Den Rückschlag in der Liga nach zuletzt sieben gewonnenen Partien in Serie wollten Kovac & Salihamidzic kleinreden. „Es ist nicht viel passiert. Es sind ja noch 14 Spiele, noch 42 Punkte im Topf“, sagte der Sportdirektor.
„Das einzig Positive ist, dass Dortmund nicht drei Punkte geholt hat.“, meinte Kovac und sagte fast analog zu seinem Kumpel und Vorgesetzen: „Es ist jetzt nicht allzu viel passiert, bei neun Punkten wäre es sicherlich sehr schwierig geworden.“Nicht viel passiert ... Ansichtssache.
Denn nach dem 2:0 auf Schalke ist Borussia Mönchengladbach an Bayern vorbeigezogen – dank der Tordifferenz Zweiter.

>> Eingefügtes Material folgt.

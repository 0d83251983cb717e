//! Live locator verification.
//!
//! One selector, one query. The verifier maps whatever the document reports
//! onto a [`CheckStatus`] and never raises for a failing locator.

use serde::{Deserialize, Serialize};
use std::fmt;
use tracing::{debug, warn};

use crate::driver::{DocumentQuery, QueryError};
use crate::locator::Confidence;
use crate::selector::Selector;

/// Outcome category of a single locator check
#[derive(Debug, Clone, Copy, PartialEq, Eq, Hash, Serialize, Deserialize)]
#[serde(rename_all = "camelCase")]
pub enum CheckStatus {
    /// Locator matched an element
    Success,
    /// Locator matched nothing
    NotFound,
    /// Query failed (invalid selector, timeout, disconnect)
    AmbiguousOrError,
    /// No document was available to query
    Skipped,
}

impl CheckStatus {
    /// Whether the check passed
    #[must_use]
    pub const fn is_success(self) -> bool {
        matches!(self, Self::Success)
    }

    /// Whether the check failed and is eligible for correction
    #[must_use]
    pub const fn is_failure(self) -> bool {
        matches!(self, Self::NotFound | Self::AmbiguousOrError)
    }
}

impl fmt::Display for CheckStatus {
    fn fmt(&self, f: &mut fmt::Formatter<'_>) -> fmt::Result {
        let s = match self {
            Self::Success => "success",
            Self::NotFound => "not_found",
            Self::AmbiguousOrError => "error",
            Self::Skipped => "skipped",
        };
        f.write_str(s)
    }
}

/// Result of verifying one selector
#[derive(Debug, Clone, PartialEq, Eq, Serialize, Deserialize)]
#[serde(rename_all = "camelCase")]
pub struct VerificationResult {
    /// Element found
    pub found: bool,
    /// Element visible
    pub visible: bool,
    /// Tag of the matched element
    #[serde(skip_serializing_if = "Option::is_none")]
    pub matched_tag: Option<String>,
    /// Error reported by the document
    #[serde(skip_serializing_if = "Option::is_none")]
    pub error_message: Option<String>,
    /// Number of elements the selector matched, when reported
    #[serde(default, skip_serializing_if = "Option::is_none")]
    pub match_count: Option<usize>,
    /// Status category
    pub status: CheckStatus,
    /// Verified confidence
    pub confidence: Confidence,
}

impl VerificationResult {
    /// Result for a check that could not run
    #[must_use]
    pub fn skipped() -> Self {
        Self {
            found: false,
            visible: false,
            matched_tag: None,
            error_message: Some(QueryError::Unavailable.to_string()),
            match_count: None,
            status: CheckStatus::Skipped,
            confidence: Confidence::Low,
        }
    }

    /// Result for a locator that could not be queried at all
    #[must_use]
    pub fn error(message: impl Into<String>) -> Self {
        Self::failed(CheckStatus::AmbiguousOrError, Some(message.into()))
    }

    fn failed(status: CheckStatus, error: Option<String>) -> Self {
        Self {
            found: false,
            visible: false,
            matched_tag: None,
            error_message: error,
            match_count: None,
            status,
            confidence: Confidence::Low,
        }
    }
}

/// Verifies selectors against an injected document
#[derive(Clone, Copy)]
pub struct LiveVerifier<'a> {
    document: Option<&'a dyn DocumentQuery>,
    hidden_is_success: bool,
}

impl fmt::Debug for LiveVerifier<'_> {
    fn fmt(&self, f: &mut fmt::Formatter<'_>) -> fmt::Result {
        f.debug_struct("LiveVerifier")
            .field("has_document", &self.document.is_some())
            .field("hidden_is_success", &self.hidden_is_success)
            .finish()
    }
}

impl<'a> LiveVerifier<'a> {
    /// Verifier over a live document
    #[must_use]
    pub const fn new(document: &'a dyn DocumentQuery) -> Self {
        Self {
            document: Some(document),
            hidden_is_success: true,
        }
    }

    /// Verifier with no document; every check is skipped
    #[must_use]
    pub const fn unavailable() -> Self {
        Self {
            document: None,
            hidden_is_success: true,
        }
    }

    /// Treat hidden matches as failures instead of medium-confidence passes
    #[must_use]
    pub const fn with_hidden_as_success(mut self, hidden_is_success: bool) -> Self {
        self.hidden_is_success = hidden_is_success;
        self
    }

    /// Whether a document is attached
    #[must_use]
    pub const fn is_available(&self) -> bool {
        self.document.is_some()
    }

    /// Verify a selector with exactly one document query
    pub async fn verify(&self, selector: &Selector) -> VerificationResult {
        let Some(document) = self.document else {
            debug!(selector = %selector, "no document attached, skipping");
            return VerificationResult::skipped();
        };

        let result = match document.query(selector).await {
            Err(QueryError::Unavailable) => VerificationResult::skipped(),
            Err(err) => VerificationResult::failed(CheckStatus::AmbiguousOrError, Some(err.to_string())),
            Ok(outcome) if !outcome.found => VerificationResult::failed(CheckStatus::NotFound, None),
            Ok(outcome) => {
                let (status, confidence, error_message) = if outcome.visible {
                    (CheckStatus::Success, Confidence::High, None)
                } else if self.hidden_is_success {
                    (CheckStatus::Success, Confidence::Medium, None)
                } else {
                    (
                        CheckStatus::NotFound,
                        Confidence::Low,
                        Some("Element matched but is not visible".to_string()),
                    )
                };
                if let Some(count) = outcome.match_count.filter(|&n| n > 1) {
                    warn!(selector = %selector, count, "selector matches more than one element");
                }
                VerificationResult {
                    found: true,
                    visible: outcome.visible,
                    matched_tag: outcome.matched_tag,
                    error_message,
                    match_count: outcome.match_count,
                    status,
                    confidence,
                }
            }
        };

        debug!(
            selector = %selector,
            status = %result.status,
            confidence = ?result.confidence,
            "verified selector"
        );
        result
    }
}
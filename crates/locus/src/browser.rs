//! Chromium-backed document.
//!
//! With the `browser` feature, [`ChromiumBrowser`] launches a headless
//! Chromium over CDP and hands out [`ChromiumDocument`]s that answer selector
//! queries by evaluating [`crate::Selector::to_lookup_script`] in the page.

use std::time::Duration;

/// Default time allowed for a single selector lookup
pub const DEFAULT_QUERY_TIMEOUT: Duration = Duration::from_secs(10);

/// Browser configuration
#[derive(Debug, Clone)]
pub struct BrowserConfig {
    /// Run in headless mode
    pub headless: bool,
    /// Viewport width
    pub viewport_width: u32,
    /// Viewport height
    pub viewport_height: u32,
    /// Path to chromium binary (None = auto-detect)
    pub chromium_path: Option<String>,
    /// Sandbox mode (disable for containers)
    pub sandbox: bool,
    /// Upper bound on one selector lookup
    pub query_timeout: Duration,
}

impl Default for BrowserConfig {
    fn default() -> Self {
        Self {
            headless: true,
            viewport_width: 1280,
            viewport_height: 720,
            chromium_path: None,
            sandbox: true,
            query_timeout: DEFAULT_QUERY_TIMEOUT,
        }
    }
}

impl BrowserConfig {
    /// Set viewport dimensions
    #[must_use]
    pub const fn with_viewport(mut self, width: u32, height: u32) -> Self {
        self.viewport_width = width;
        self.viewport_height = height;
        self
    }

    /// Set headless mode
    #[must_use]
    pub const fn with_headless(mut self, headless: bool) -> Self {
        self.headless = headless;
        self
    }

    /// Set chromium path
    #[must_use]
    pub fn with_chromium_path(mut self, path: impl Into<String>) -> Self {
        self.chromium_path = Some(path.into());
        self
    }

    /// Disable sandbox (for containers/CI)
    #[must_use]
    pub const fn with_no_sandbox(mut self) -> Self {
        self.sandbox = false;
        self
    }

    /// Set the per-query timeout
    #[must_use]
    pub const fn with_query_timeout(mut self, timeout: Duration) -> Self {
        self.query_timeout = timeout;
        self
    }
}

#[cfg(feature = "browser")]
#[allow(clippy::significant_drop_tightening)]
mod cdp {
    use super::BrowserConfig;
    use crate::driver::{DocumentQuery, LookupResponse, QueryError, QueryOutcome};
    use crate::element::{ElementStore, DISCOVERY_SCRIPT};
    use crate::result::{LocusError, LocusResult};
    use crate::selector::Selector;
    use async_trait::async_trait;
    use chromiumoxide::browser::{Browser as CdpBrowser, BrowserConfig as CdpConfig};
    use chromiumoxide::page::Page as CdpPage;
    use futures::StreamExt;
    use std::sync::Arc;
    use tokio::sync::Mutex;
    use tracing::{debug, warn};

    /// Running Chromium instance
    #[derive(Debug)]
    pub struct ChromiumBrowser {
        config: BrowserConfig,
        inner: Arc<Mutex<CdpBrowser>>,
        handle: tokio::task::JoinHandle<()>,
    }

    impl ChromiumBrowser {
        /// Launch Chromium
        pub async fn launch(config: BrowserConfig) -> LocusResult<Self> {
            let mut builder = CdpConfig::builder()
                .window_size(config.viewport_width, config.viewport_height);
            if !config.headless {
                builder = builder.with_head();
            }
            if !config.sandbox {
                builder = builder.no_sandbox();
            }
            if let Some(ref path) = config.chromium_path {
                builder = builder.chrome_executable(path);
            }

            let cdp_config = builder
                .build()
                .map_err(|message| LocusError::BrowserLaunch { message })?;

            let (browser, mut handler) =
                CdpBrowser::launch(cdp_config)
                    .await
                    .map_err(|e| LocusError::BrowserLaunch {
                        message: e.to_string(),
                    })?;

            let handle = tokio::spawn(async move {
                while let Some(event) = handler.next().await {
                    if let Err(err) = event {
                        warn!(error = %err, "CDP handler stopped");
                        break;
                    }
                }
            });

            Ok(Self {
                config,
                inner: Arc::new(Mutex::new(browser)),
                handle,
            })
        }

        /// Open a blank page
        pub async fn new_document(&self) -> LocusResult<ChromiumDocument> {
            let browser = self.inner.lock().await;
            let page = browser
                .new_page("about:blank")
                .await
                .map_err(|e| LocusError::Page {
                    message: e.to_string(),
                })?;
            Ok(ChromiumDocument {
                page: Arc::new(Mutex::new(page)),
                query_timeout: self.config.query_timeout,
            })
        }

        /// Browser configuration
        #[must_use]
        pub const fn config(&self) -> &BrowserConfig {
            &self.config
        }

        /// Close the browser
        pub async fn close(self) -> LocusResult<()> {
            {
                let mut browser = self.inner.lock().await;
                browser.close().await.map_err(|e| LocusError::Page {
                    message: e.to_string(),
                })?;
            }
            self.handle.abort();
            Ok(())
        }
    }

    /// A live page answering selector queries
    #[derive(Debug, Clone)]
    pub struct ChromiumDocument {
        page: Arc<Mutex<CdpPage>>,
        query_timeout: std::time::Duration,
    }

    impl ChromiumDocument {
        /// Navigate the page. Only called before verification starts.
        pub async fn goto(&self, url: &str) -> LocusResult<()> {
            let page = self.page.lock().await;
            page.goto(url).await.map_err(|e| LocusError::Page {
                message: format!("{url}: {e}"),
            })?;
            Ok(())
        }

        /// Collect the page's interactive elements
        pub async fn discover(&self) -> LocusResult<ElementStore> {
            let value: serde_json::Value = {
                let page = self.page.lock().await;
                page.evaluate(DISCOVERY_SCRIPT)
                    .await
                    .map_err(|e| LocusError::Page {
                        message: e.to_string(),
                    })?
                    .into_value()
                    .map_err(|e| LocusError::Page {
                        message: e.to_string(),
                    })?
            };
            ElementStore::from_value(value)
        }

        async fn lookup(&self, selector: &Selector) -> Result<LookupResponse, QueryError> {
            let page = self.page.lock().await;
            let evaluation = page
                .evaluate(selector.to_lookup_script())
                .await
                .map_err(|e| QueryError::Disconnected(e.to_string()))?;
            evaluation
                .into_value()
                .map_err(|e| QueryError::Other(e.to_string()))
        }
    }

    #[async_trait]
    impl DocumentQuery for ChromiumDocument {
        async fn query(&self, selector: &Selector) -> Result<QueryOutcome, QueryError> {
            debug!(selector = %selector, "probing page");
            match tokio::time::timeout(self.query_timeout, self.lookup(selector)).await {
                Ok(response) => response?.into_outcome(),
                Err(_) => Err(QueryError::Timeout(format!(
                    "{selector} after {:?}",
                    self.query_timeout
                ))),
            }
        }
    }
}

#[cfg(feature = "browser")]
pub use cdp::{ChromiumBrowser, ChromiumDocument};
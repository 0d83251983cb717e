//! Config command handler

use locus::ResolverConfig;
use std::path::Path;

use crate::config::CliConfig;
use crate::error::CliResult;
use crate::output::{OutputFormat, Reporter};
use crate::ConfigArgs;

/// Effective resolver configuration: file (or defaults), then `LOCUS_*`
/// environment overrides.
pub fn load_resolver_config(path: Option<&Path>) -> CliResult<ResolverConfig> {
    let base = match path {
        Some(path) => ResolverConfig::from_path(path)?,
        None => ResolverConfig::default(),
    };
    Ok(base.apply_env()?)
}

/// Execute the config command
pub fn execute_config(config: &CliConfig, args: &ConfigArgs) -> CliResult<()> {
    let resolver = load_resolver_config(args.config.as_deref())?;
    match OutputFormat::from(args.format) {
        OutputFormat::Json => println!("{}", serde_json::to_string_pretty(&resolver)?),
        OutputFormat::Text => print_config(config, &resolver),
    }
    Ok(())
}

fn print_config(config: &CliConfig, resolver: &ResolverConfig) {
    let reporter = Reporter::new(config.color.should_color(), false);
    reporter.line("Current configuration:");
    reporter.line(&format!("  Max corrections: {}", resolver.max_corrections));
    reporter.line(&format!(
        "  Hidden matches pass: {}",
        resolver.verify_hidden_as_success
    ));
    reporter.line(&format!("  Verbosity: {:?}", config.verbosity));
    reporter.line(&format!("  Color: {:?}", config.color));
}
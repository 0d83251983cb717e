//! CLI command definitions using clap

use clap::{Parser, Subcommand, ValueEnum};
use std::path::PathBuf;

/// Locus: rank element locators and self-correct the ones embedded in
/// generated browser tests
#[derive(Parser, Debug)]
#[command(name = "locus")]
#[command(author, version, about, long_about = None)]
#[command(propagate_version = true)]
pub struct Cli {
    /// Verbosity level (-v, -vv)
    #[arg(short, long, action = clap::ArgAction::Count, global = true)]
    pub verbose: u8,

    /// Quiet mode (suppress non-error output)
    #[arg(short, long, global = true)]
    pub quiet: bool,

    /// Color output (auto, always, never)
    #[arg(long, default_value = "auto", global = true)]
    pub color: ColorArg,

    /// Emit logs as JSON lines on stderr
    #[arg(long, global = true)]
    pub log_json: bool,

    /// Subcommand to run
    #[command(subcommand)]
    pub command: Commands,
}

/// CLI subcommands
#[derive(Subcommand, Debug)]
pub enum Commands {
    /// Print ranked locator candidates for discovered elements
    Candidates(CandidatesArgs),

    /// Verify the locators in a generated test and correct failing ones
    Verify(VerifyArgs),

    /// Check generated test code for syntax errors
    CheckSyntax(CheckSyntaxArgs),

    /// Show the effective resolver configuration
    Config(ConfigArgs),
}

/// Arguments for the candidates command
#[derive(Parser, Debug)]
pub struct CandidatesArgs {
    /// Discovery output (JSON array or exploration object)
    #[arg(short, long)]
    pub elements: PathBuf,

    /// Only show this element
    #[arg(short, long)]
    pub index: Option<usize>,

    /// Output format
    #[arg(short, long, default_value = "text")]
    pub format: FormatArg,
}

/// Arguments for the verify command
#[derive(Parser, Debug)]
pub struct VerifyArgs {
    /// Generated test code
    #[arg(short, long)]
    pub artifact: PathBuf,

    /// Locator references: JSON array of `{literal, elementIndex}`
    #[arg(short, long)]
    pub refs: PathBuf,

    /// Discovery output used as the offline document
    #[arg(short, long, required_unless_present = "url")]
    pub elements: Option<PathBuf>,

    /// Verify against a live page instead of the discovery snapshot
    #[arg(long)]
    pub url: Option<String>,

    /// Resolver configuration file (YAML)
    #[arg(short, long)]
    pub config: Option<PathBuf>,

    /// Maximum correction passes
    #[arg(short, long)]
    pub max_corrections: Option<usize>,

    /// Count hidden matches as failures
    #[arg(long)]
    pub hidden_fails: bool,

    /// Launch Chromium without its sandbox (containers, CI)
    #[arg(long)]
    pub no_sandbox: bool,

    /// Write the JSON report to this file
    #[arg(short, long)]
    pub output: Option<PathBuf>,

    /// Write the corrected code to this file
    #[arg(short, long)]
    pub write_artifact: Option<PathBuf>,

    /// Output format
    #[arg(short, long, default_value = "json")]
    pub format: FormatArg,
}

/// Arguments for the check-syntax command
#[derive(Parser, Debug)]
pub struct CheckSyntaxArgs {
    /// Generated test code
    #[arg(short, long)]
    pub artifact: PathBuf,
}

/// Arguments for the config command
#[derive(Parser, Debug)]
pub struct ConfigArgs {
    /// Resolver configuration file (YAML)
    #[arg(short, long)]
    pub config: Option<PathBuf>,

    /// Output format
    #[arg(short, long, default_value = "text")]
    pub format: FormatArg,
}

/// Output format argument
#[derive(ValueEnum, Clone, Copy, Debug, Default, PartialEq, Eq)]
pub enum FormatArg {
    /// Human-readable text
    #[default]
    Text,
    /// JSON
    Json,
}

impl From<FormatArg> for crate::output::OutputFormat {
    fn from(arg: FormatArg) -> Self {
        match arg {
            FormatArg::Text => Self::Text,
            FormatArg::Json => Self::Json,
        }
    }
}

/// Color argument
#[derive(ValueEnum, Clone, Debug, Default)]
pub enum ColorArg {
    /// Automatic color detection
    #[default]
    Auto,
    /// Always use colors
    Always,
    /// Never use colors
    Never,
}

impl From<ColorArg> for crate::config::ColorChoice {
    fn from(arg: ColorArg) -> Self {
        match arg {
            ColorArg::Auto => Self::Auto,
            ColorArg::Always => Self::Always,
            ColorArg::Never => Self::Never,
        }
    }
}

Für Rekordnationalspieler Lothar Matthäus ist Gladbach nun „Dortmund-Jäger Nummer 1“, wie er bei Sky sagte. Bayerns Ex-Kapitän glaubt nun an einen Dreikampf um den Titel: „Gladbach hat keinen Pokal mehr, keinen Europapokal. Zu Hause sind sie natürlich eine Macht (neun Siege in neun Heimspielen, d.Red.).“Und: „Sie haben die Dortmunder noch zu Hause, sie haben die Bayern zu Hause.“
Kovac’ Kampfansage lautet: „Wir müssen zusehen, dass wir eine neue Serie starten. Wir glauben dran und geben nicht auf.“Aber: Sieben Punkte
Rückstand nach 20 Spielen wurden in der Ligageschichte nur zweimal aufgeholt: 2007 vom VfB Stuttgart, 2009 von Wolfsburg.
Am Mittwoch ist DFB-Pokal, Bayern reist zur Hertha. Wieder mit Torhüter Manuel Neuer? Eine Handverletzung zwang ihn erstmals in dieser Saison zur Pause, Stellvertreter Sven Ulreich sah beim Freistoß von Leon Bailey zum zwischenzeitlichen 1:1 nicht gut aus. Während die Verantwortlichen eine seltsame Geheimniskrämerei zu Diagnose und Ausfallzeit betrieben, klärte Ulreich – wohl nicht in die Verschwiegenheitsabsprache eingeweiht –auf.
Neuer sei im Training mit dem Finger hängengeblieben. „Das passiert oft“, so Ulreich, „sein Finger war dick, er hatte Schmerzen. Aber mit ein, zwei Tagen Erholung kann er sicher wieder trainieren.“Am Sonntag trainierte Neuer schon mit – allerdings mit Fingerschiene statt Torwarthandschuhen und mit den Feldspielern.